Try it
Be exact. Print each record as it stands.

Source material
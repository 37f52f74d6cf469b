// ABOUTME: Main entry point with the run and pre-sync subcommands.
// ABOUTME: Initializes logging and config, wires sink/manager/synchronizer/supervisor, maps exit codes.

use std::sync::Arc;

use clap::{Parser, Subcommand};
use tracing_subscriber::{layer::SubscriberExt, util::SubscriberInitExt};

use chirp::config::Config;
use chirp::extensions::builtin_catalog;
use chirp::gateway::WsTransport;
use chirp::manager::ExtensionManager;
use chirp::metrics;
use chirp::sink::{HttpDelivery, SinkConfig, WebhookSink};
use chirp::supervisor::{ConnectionSupervisor, SessionError, SupervisorConfig};
use chirp::sync::{CommandSynchronizer, FingerprintStore, HttpCommandApi};

const EXIT_OK: i32 = 0;
const EXIT_FATAL: i32 = 1;
const EXIT_CONFIG: i32 = 2;
const EXIT_AUTH: i32 = 3;

#[derive(Parser)]
#[command(name = "chirp", about = "Persistent chat-platform bot runtime")]
struct Cli {
    #[command(subcommand)]
    command: Option<Command>,
}

#[derive(Subcommand)]
enum Command {
    /// Full boot: load extensions, sync commands, hold the gateway session
    Run,
    /// Load extensions, push command-tree changes, and exit without a session
    PreSync,
}

#[tokio::main]
async fn main() {
    // Log panics before they take the process down
    std::panic::set_hook(Box::new(|panic_info| {
        eprintln!("chirp panicked: {}", panic_info);
        eprintln!("{:?}", std::backtrace::Backtrace::force_capture());
    }));

    tracing_subscriber::registry()
        .with(
            tracing_subscriber::EnvFilter::try_from_default_env()
                .unwrap_or_else(|_| "info".into()),
        )
        .with(tracing_subscriber::fmt::layer())
        .init();

    dotenvy::dotenv().ok();
    let cli = Cli::parse();

    let config = match Config::load() {
        Ok(config) => config,
        Err(e) => {
            tracing::error!(error = %e, "Configuration invalid, aborting");
            std::process::exit(EXIT_CONFIG);
        }
    };

    tracing::info!(
        gateway = %config.gateway.url,
        application_id = config.gateway.application_id,
        guild_id = config.gateway.guild_id,
        extensions = config.extensions.enabled.len(),
        "Configuration loaded"
    );

    let code = match cli.command.unwrap_or(Command::Run) {
        Command::Run => run_bot(config).await,
        Command::PreSync => pre_sync(config).await,
    };
    std::process::exit(code);
}

/// Wire up the pieces shared by both entry points.
fn build_runtime(config: &Config) -> (WebhookSink, Arc<ExtensionManager>, CommandSynchronizer) {
    let sink = WebhookSink::spawn(
        SinkConfig::from(&config.webhook),
        Arc::new(HttpDelivery::new(&config.webhook.url, &config.webhook.token)),
    );

    let manager = Arc::new(ExtensionManager::new(
        builtin_catalog(),
        config.gateway.guild_id,
        sink.handle(),
        config.drain_grace(),
    ));

    let synchronizer = CommandSynchronizer::new(
        Arc::new(HttpCommandApi::new(
            &config.sync.api_base,
            &config.gateway.token,
            config.gateway.application_id,
        )),
        FingerprintStore::new(&config.sync.fingerprint_path),
        sink.handle(),
    );

    (sink, manager, synchronizer)
}

/// Full boot sequence: extensions, command sync, then the supervisor loop
/// until a termination signal or unrecoverable session failure.
async fn run_bot(config: Config) -> i32 {
    match metrics::init_metrics() {
        Ok(handle) => spawn_metrics_dump(handle),
        Err(e) => tracing::warn!(error = %e, "Metrics recorder unavailable, continuing without"),
    }

    let (sink, manager, synchronizer) = build_runtime(&config);

    manager.load_all(&config.extensions.enabled).await;
    tracing::info!(loaded = ?manager.loaded_names().await, "Extensions loaded");

    let registry = manager.registry_snapshot().await;
    match synchronizer.sync(&registry).await {
        Ok(report) => tracing::info!(
            pushed = report.pushed.len(),
            unchanged = report.unchanged.len(),
            failed = report.failed.len(),
            "Command sync complete"
        ),
        Err(e) => tracing::error!(error = %e, "Command sync errored, continuing boot"),
    }

    let transport = Arc::new(WsTransport::new(
        &config.gateway.url,
        &config.gateway.token,
        config.gateway.application_id,
        config.gateway.shard,
    ));
    let supervisor = Arc::new(ConnectionSupervisor::new(
        transport,
        Arc::clone(&manager),
        sink.handle(),
        SupervisorConfig::from_config(&config),
    ));

    let signal_supervisor = Arc::clone(&supervisor);
    tokio::spawn(async move {
        shutdown_signal().await;
        tracing::info!("Termination signal received, shutting down");
        signal_supervisor.stop();
    });

    let result = supervisor.run().await;

    // Ordered teardown: the event loop has exited, so no new dispatch can
    // start; unload extensions, then flush the sink.
    manager.unload_all().await;
    sink.shutdown().await;

    match result {
        Ok(()) => EXIT_OK,
        Err(SessionError::AuthRejected(_)) => EXIT_AUTH,
        Err(SessionError::RetryBudgetExhausted(_)) => EXIT_FATAL,
    }
}

/// Push command-tree changes without opening a gateway session.
async fn pre_sync(config: Config) -> i32 {
    let (sink, manager, synchronizer) = build_runtime(&config);

    manager.load_all(&config.extensions.enabled).await;

    let registry = manager.registry_snapshot().await;
    let code = match synchronizer.sync(&registry).await {
        Ok(report) => {
            tracing::info!(
                pushed = ?report.pushed,
                unchanged = ?report.unchanged,
                failed = ?report.failed,
                "Pre-sync complete"
            );
            if report.failed.is_empty() {
                EXIT_OK
            } else {
                EXIT_FATAL
            }
        }
        Err(e) => {
            tracing::error!(error = %e, "Pre-sync failed");
            EXIT_FATAL
        }
    };

    manager.unload_all().await;
    sink.shutdown().await;
    code
}

/// Render the metrics registry to stderr on SIGUSR1. There is no scrape
/// listener; this is the on-demand inspection path.
fn spawn_metrics_dump(handle: metrics_exporter_prometheus::PrometheusHandle) {
    #[cfg(unix)]
    tokio::spawn(async move {
        use tokio::signal::unix::{signal, SignalKind};
        let Ok(mut usr1) = signal(SignalKind::user_defined1()) else {
            tracing::warn!("SIGUSR1 handler unavailable, metrics dump disabled");
            return;
        };
        while usr1.recv().await.is_some() {
            eprintln!("{}", handle.render());
        }
    });
    #[cfg(not(unix))]
    drop(handle);
}

async fn shutdown_signal() {
    #[cfg(unix)]
    {
        use tokio::signal::unix::{signal, SignalKind};
        match signal(SignalKind::terminate()) {
            Ok(mut sigterm) => {
                tokio::select! {
                    _ = tokio::signal::ctrl_c() => {}
                    _ = sigterm.recv() => {}
                }
            }
            Err(e) => {
                tracing::warn!(error = %e, "SIGTERM handler unavailable, using Ctrl-C only");
                let _ = tokio::signal::ctrl_c().await;
            }
        }
    }
    #[cfg(not(unix))]
    {
        let _ = tokio::signal::ctrl_c().await;
    }
}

Result of the exercise
repository 37f52f74d6cf469b
// ABOUTME: Main entry point with the run and pre-sync subcommands.
// ABOUTME: Initializes logging and config, wires sink/manager/synchronizer/supervisor, maps exit codes.

use std::sync::Arc;

use clap::{Parser, Subcommand};
use tracing_subscriber::{layer::SubscriberExt, util::SubscriberInitExt};

use chirp::config::Config;
use chirp::extensions::builtin_catalog;
use chirp::gateway::WsTransport;
use chirp::manager::ExtensionManager;
use chirp::metrics;
use chirp::sink::{HttpDelivery, SinkConfig, WebhookSink};
use chirp::supervisor::{ConnectionSupervisor, SessionError, SupervisorConfig};
use chirp::sync::{CommandSynchronizer, FingerprintStore, HttpCommandApi};

const EXIT_OK: i32 = 0;
const EXIT_FATAL: i32 = 1;
const EXIT_CONFIG: i32 = 2;
const EXIT_AUTH: i32 = 3;

#[derive(Parser)]
#[command(name = "chirp", about = "Persistent chat-platform bot runtime")]
struct Cli {
    #[command(subcommand)]
    command: Option<Command>,
}

#[derive(Subcommand)]
enum Command {
    /// Full boot: load extensions, sync commands, hold the gateway session
    Run,
    /// Load extensions, push command-tree changes, and exit without a session
    PreSync,
}

#[tokio::main]
async fn main() {
    // Log panics before they take the process down
    std::panic::set_hook(Box::new(|panic_info| {
        eprintln!("chirp panicked: {}", panic_info);
        eprintln!("{:?}", std::backtrace::Backtrace::force_capture());
    }));

    tracing_subscriber::registry()
        .with(
            tracing_subscriber::EnvFilter::try_from_default_env()
                .unwrap_or_else(|_| "info".into()),
        )
        .with(tracing_subscriber::fmt::layer())
        .init();

    dotenvy::dotenv().ok();
    let cli = Cli::parse();

    let config = match Config::load() {
        Ok(config) => config,
        Err(e) => {
            tracing::error!(error = %e, "Configuration invalid, aborting");
            std::process::exit(EXIT_CONFIG);
        }
    };

    tracing::info!(
        gateway = %config.gateway.url,
        application_id = config.gateway.application_id,
        guild_id = config.gateway.guild_id,
        extensions = config.extensions.enabled.len(),
        "Configuration loaded"
    );

    let code = match cli.command.unwrap_or(Command::Run) {
        Command::Run => run_bot(config).await,
        Command::PreSync => pre_sync(config).await,
    };
    std::process::exit(code);
}

/// Wire up the pieces shared by both entry points.
fn build_runtime(config: &Config) -> (WebhookSink, Arc<ExtensionManager>, CommandSynchronizer) {
    let sink = WebhookSink::spawn(
        SinkConfig::from(&config.webhook),
        Arc::new(HttpDelivery::new(&config.webhook.url, &config.webhook.token)),
    );

    let manager = Arc::new(ExtensionManager::new(
        builtin_catalog(),
        config.gateway.guild_id,
        sink.handle(),
        config.drain_grace(),
    ));

    let synchronizer = CommandSynchronizer::new(
        Arc::new(HttpCommandApi::new(
            &config.sync.api_base,
            &config.gateway.token,
            config.gateway.application_id,
        )),
        FingerprintStore::new(&config.sync.fingerprint_path),
        sink.handle(),
    );

    (sink, manager, synchronizer)
}

/// Full boot sequence: extensions, command sync, then the supervisor loop
/// until a termination signal or unrecoverable session failure.
async fn run_bot(config: Config) -> i32 {
    match metrics::init_metrics() {
        Ok(handle) => spawn_metrics_dump(handle),
        Err(e) => tracing::warn!(error = %e, "Metrics recorder unavailable, continuing without"),
    }

    let (sink, manager, synchronizer) = build_runtime(&config);

    manager.load_all(&config.extensions.enabled).await;
    tracing::info!(loaded = ?manager.loaded_names().await, "Extensions loaded");

    let registry = manager.registry_snapshot().await;
    match synchronizer.sync(&registry).await {
        Ok(report) => tracing::info!(
            pushed = report.pushed.len(),
            unchanged = report.unchanged.len(),
            failed = report.failed.len(),
            "Command sync complete"
        ),
        Err(e) => tracing::error!(error = %e, "Command sync errored, continuing boot"),
    }

    let transport = Arc::new(WsTransport::new(
        &config.gateway.url,
        &config.gateway.token,
        config.gateway.application_id,
        config.gateway.shard,
    ));
    let supervisor = Arc::new(ConnectionSupervisor::new(
        transport,
        Arc::clone(&manager),
        sink.handle(),
        SupervisorConfig::from_config(&config),
    ));

    let signal_supervisor = Arc::clone(&supervisor);
    tokio::spawn(async move {
        shutdown_signal().await;
        tracing::info!("Termination signal received, shutting down");
        signal_supervisor.stop();
    });

    let result = supervisor.run().await;

    // Ordered teardown: the event loop has exited, so no new dispatch can
    // start; unload extensions, then flush the sink.
    manager.unload_all().await;
    sink.shutdown().await;

    match result {
        Ok(()) => EXIT_OK,
        Err(SessionError::AuthRejected(_)) => EXIT_AUTH,
        Err(SessionError::RetryBudgetExhausted(_)) => EXIT_FATAL,
    }
}

/// Push command-tree changes without opening a gateway session.
async fn pre_sync(config: Config) -> i32 {
    let (sink, manager, synchronizer) = build_runtime(&config);

    manager.load_all(&config.extensions.enabled).await;

    let registry = manager.registry_snapshot().await;
    let code = match synchronizer.sync(&registry).await {
        Ok(report) => {
            tracing::info!(
                pushed = ?report.pushed,
                unchanged = ?report.unchanged,
                failed = ?report.failed,
                "Pre-sync complete"
            );
            if report.failed.is_empty() {
                EXIT_OK
            } else {
                EXIT_FATAL
            }
        }
        Err(e) => {
            tracing::error!(error = %e, "Pre-sync failed");
            EXIT_FATAL
        }
    };

    manager.unload_all().await;
    sink.shutdown().await;
    code
}

/// Render the metrics registry to stderr on SIGUSR1. There is no scrape
/// listener; this is the on-demand inspection path.
fn spawn_metrics_dump(handle: metrics_exporter_prometheus::PrometheusHandle) {
    #[cfg(unix)]
    tokio::spawn(async move {
        use tokio::signal::unix::{signal, SignalKind};
        let Ok(mut usr1) = signal(SignalKind::user_defined1()) else {
            tracing::warn!("SIGUSR1 handler unavailable, metrics dump disabled");
            return;
        };
        while usr1.recv().await.is_some() {
            eprintln!("{}", handle.render());
        }
    });
    #[cfg(not(unix))]
    drop(handle);
}

async fn shutdown_signal() {
    #[cfg(unix)]
    {
        use tokio::signal::unix::{signal, SignalKind};
        match signal(SignalKind::terminate()) {
            Ok(mut sigterm) => {
                tokio::select! {
                    _ = tokio::signal::ctrl_c() => {}
                    _ = sigterm.recv() => {}
                }
            }
            Err(e) => {
                tracing::warn!(error = %e, "SIGTERM handler unavailable, using Ctrl-C only");
                let _ = tokio::signal::ctrl_c().await;
            }
        }
    }
    #[cfg(not(unix))]
    {
        let _ = tokio::signal::ctrl_c().await;
    }
}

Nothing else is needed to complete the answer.